Nobel Prize Recap

Brandon Burke, Staff Writer

In December, the Nobel Prizes will be given to their respective winners in Stockholm, Sweden(except for the peace prize which is awarded in Oslo, Norway). From Monday, October 3rd to Thursday, October 13th, the Nobel prize winners were announced in Norway and Sweden. The first prize announced was the Nobel Prize in Physiology or Medicine. On October 3rd, Yoshinori Ohsumi won this award for his discoveries of mechanisms for autophagy. The Nobel Prize in Physics was announced on October 4th. This year three men won this Nobel Prize, David J. Thouless, F. Duncan M. Haldane, and J. Michael Kosterlitz for theoretical discoveries of topological phase transitions of matter. I don’t know what that is, but I know I probably won’t win any prize in that field of study. On October 5th, the Nobel Prize in Chemistry was awarded to three different people,  Jean-Pierre Sauvage, Sir J. Fraser Stoddart, and Bernard L. Feringa. Sauvage, Stoddart, and Feringa won this award for their design and synthesis of molecular machines. In Honors Chemistry, we have definitely not approached this topic of study yet. The Nobel Prize in Economic Sciences was won by Oliver Hart and Bengt Holmström for their contributions to contract theory. The Nobel Peace Prize, arguably the most notable prize worldwide, was won by Juan Manuel Santos from Colombia. He has desperately given all he has to try to put the civil war in Colombia (now lasting over 50 years) to an end. 

The Nobel Prize in Literature was given to Bob Dylan, songwriter and singer from the United States. This was a somewhat controversial choice.
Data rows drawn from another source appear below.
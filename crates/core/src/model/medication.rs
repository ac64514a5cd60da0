use super::wire_enum;
use serde::{Deserialize, Serialize};
use uti_ids::RecordId;

#[derive(Clone, Copy, Debug, PartialEq, Eq, Hash, Serialize, Deserialize)]
#[serde(rename_all = "lowercase")]
pub enum MedicationKind {
    Sedation,
    Vasoactive,
    Antibiotic,
    Analgesic,
    Other,
}

wire_enum!(MedicationKind {
    Sedation => "sedation",
    Vasoactive => "vasoactive",
    Antibiotic => "antibiotic",
    Analgesic => "analgesic",
    Other => "other",
});

impl MedicationKind {
    pub fn label(self) -> &'static str {
        match self {
            MedicationKind::Sedation => "Sedação",
            MedicationKind::Vasoactive => "Vasoativo",
            MedicationKind::Antibiotic => "Antibiótico",
            MedicationKind::Analgesic => "Analgésico",
            MedicationKind::Other => "Outros",
        }
    }
}

/// A medication on the patient's critical list.
///
/// `critical` is independent of `kind`: any class of drug can be flagged.
#[derive(Clone, Debug, PartialEq, Eq, Serialize, Deserialize)]
#[serde(rename_all = "camelCase")]
pub struct Medication {
    pub id: RecordId,
    pub name: String,
    pub dosage: String,
    pub route: String,
    pub frequency: String,
    #[serde(rename = "type")]
    pub kind: MedicationKind,
    pub critical: bool,
}

#[derive(Clone, Debug, PartialEq, Eq, Serialize, Deserialize)]
#[serde(tag = "field", content = "value", rename_all = "camelCase")]
pub enum MedicationUpdate {
    Name(String),
    Dosage(String),
    Route(String),
    Frequency(String),
    #[serde(rename = "type")]
    Kind(MedicationKind),
    Critical(bool),
}

impl Medication {
    pub fn blank(id: RecordId) -> Self {
        Self {
            id,
            name: String::new(),
            dosage: String::new(),
            route: String::new(),
            frequency: String::new(),
            kind: MedicationKind::Other,
            critical: false,
        }
    }

    pub fn apply(self, update: MedicationUpdate) -> Self {
        match update {
            MedicationUpdate::Name(name) => Self { name, ..self },
            MedicationUpdate::Dosage(dosage) => Self { dosage, ..self },
            MedicationUpdate::Route(route) => Self { route, ..self },
            MedicationUpdate::Frequency(frequency) => Self { frequency, ..self },
            MedicationUpdate::Kind(kind) => Self { kind, ..self },
            MedicationUpdate::Critical(critical) => Self { critical, ..self },
        }
    }
}

#[cfg(test)]
mod tests {
    use super::*;

    #[test]
    fn critical_flag_is_independent_of_kind() {
        let med = Medication::blank(RecordId::parse("3").unwrap())
            .apply(MedicationUpdate::Kind(MedicationKind::Antibiotic))
            .apply(MedicationUpdate::Critical(true));
        assert_eq!(med.kind, MedicationKind::Antibiotic);
        assert!(med.critical);

        let med = med.apply(MedicationUpdate::Kind(MedicationKind::Other));
        assert!(med.critical);
    }

    #[test]
    fn update_decodes_from_field_value_pair() {
        let update: MedicationUpdate =
            serde_json::from_str(r#"{"field": "type", "value": "vasoactive"}"#).unwrap();
        assert_eq!(update, MedicationUpdate::Kind(MedicationKind::Vasoactive));
    }
}
#[derive(Clone, Debug, PartialEq, Eq, Serialize, Deserialize)]
#[serde(tag = "field", content = "value", rename_all = "camelCase")]
pub enum CardiovascularField {
    HeartRate(u16),
    BloodPressure(String),
    HeartRhythm(HeartRhythm),
    PeripheralPulses(Presence),
    CapillaryRefill(CapillaryRefill),
    Edema(bool),
    EdemaLocation(String),
    Observations(String),
}

impl Cardiovascular {
    pub fn apply(self, field: CardiovascularField) -> Self {
        match field {
            CardiovascularField::HeartRate(heart_rate) => Self { heart_rate, ..self },
            CardiovascularField::BloodPressure(blood_pressure) => Self {
                blood_pressure,
                ..self
            },
            CardiovascularField::HeartRhythm(heart_rhythm) => Self {
                heart_rhythm,
                ..self
            },
            CardiovascularField::PeripheralPulses(peripheral_pulses) => Self {
                peripheral_pulses,
                ..self
            },
            CardiovascularField::CapillaryRefill(capillary_refill) => Self {
                capillary_refill,
                ..self
            },
            CardiovascularField::Edema(edema) => Self { edema, ..self },
            CardiovascularField::EdemaLocation(edema_location) => Self {
                edema_location,
                ..self
            },
            CardiovascularField::Observations(observations) => Self {
                observations,
                ..self
            },
        }
    }
}

#[derive(Clone, Debug, PartialEq, Eq, Serialize, Deserialize)]
#[serde(rename_all = "camelCase")]
pub struct Gastrointestinal {
    pub abdomen: Abdomen,
    pub bowel_sounds: Presence,
    pub last_evacuation: String,
    pub feeding: Feeding,
    pub nausea: bool,
    pub vomiting: bool,
    pub observations: String,
}

#[derive(Clone, Debug, PartialEq, Eq, Serialize, Deserialize)]
#[serde(tag = "field", content = "value", rename_all = "camelCase")]
pub enum GastrointestinalField {
    Abdomen(Abdomen),
    BowelSounds(Presence),
    LastEvacuation(String),
    Feeding(Feeding),
    Nausea(bool),
    Vomiting(bool),
    Observations(String),
}

impl Gastrointestinal {
    pub fn apply(self, field: GastrointestinalField) -> Self {
        match field {
            GastrointestinalField::Abdomen(abdomen) => Self { abdomen, ..self },
            GastrointestinalField::BowelSounds(bowel_sounds) => Self {
                bowel_sounds,
                ..self
            },
            GastrointestinalField::LastEvacuation(last_evacuation) => Self {
                last_evacuation,
                ..self
            },
            GastrointestinalField::Feeding(feeding) => Self { feeding, ..self },
            GastrointestinalField::Nausea(nausea) => Self { nausea, ..self },
            GastrointestinalField::Vomiting(vomiting) => Self { vomiting, ..self },
            GastrointestinalField::Observations(observations) => Self {
                observations,
                ..self
            },
        }
    }
}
Bob Dylan has had influence in the music industry for over 50 years. He began to write and sing in the 1960s, and still continues to release albums and tour to this day. The Nobel Prize Committee awarded Dylan the prize for “having created new poetic expressions within the great American song tradition.” Dylan is one of the most well-known music artists and the first music artist to win the Nobel Prize. Bob Dylan’s music is a combination between folk and rock music. Dylan has been labeled as “a modern-day Homer or Vergil” by the Harvard professor Richard Thomas, who teaches a class called "Bob Dylan". Dr. Thomas who has a PhD in classics is one of the experts on Vergil today. Casady parent Jay Davis father of Jackson Davis(11) and Quinn Davis(7), and local Bob Dylan sage said “He deserves it on many levels. But the debate on whether a person uses song as a way to present his words is somewhat, in my opinion, out of place. Centuries ago poetry was delivered orally. So is Dylan's. But his words have always been front and center. He is a true poet in that he observes. And he asks us to think, without necessarily telling us what to think. He comments...and moves on, leaving us to think for ourselves. His words have a grace, they aren't given in any way to conventionalism, nor cliched in any way. They are original, they flow, and there is elegance, majesty, and mystery in virtually every line. And he has been doing this prolifically for over a half of a century. And the bar he sets remains at a level none of his contemporaries have ever achieved. A level virtually no one before him has. A true thing. The real thing.” This action opens the gateway for more songwriters and singers to have the opportunity to win a Nobel Prize. Overall, many great men won a Nobel Prize in their respective fields, and Bob Dylan was just one of them.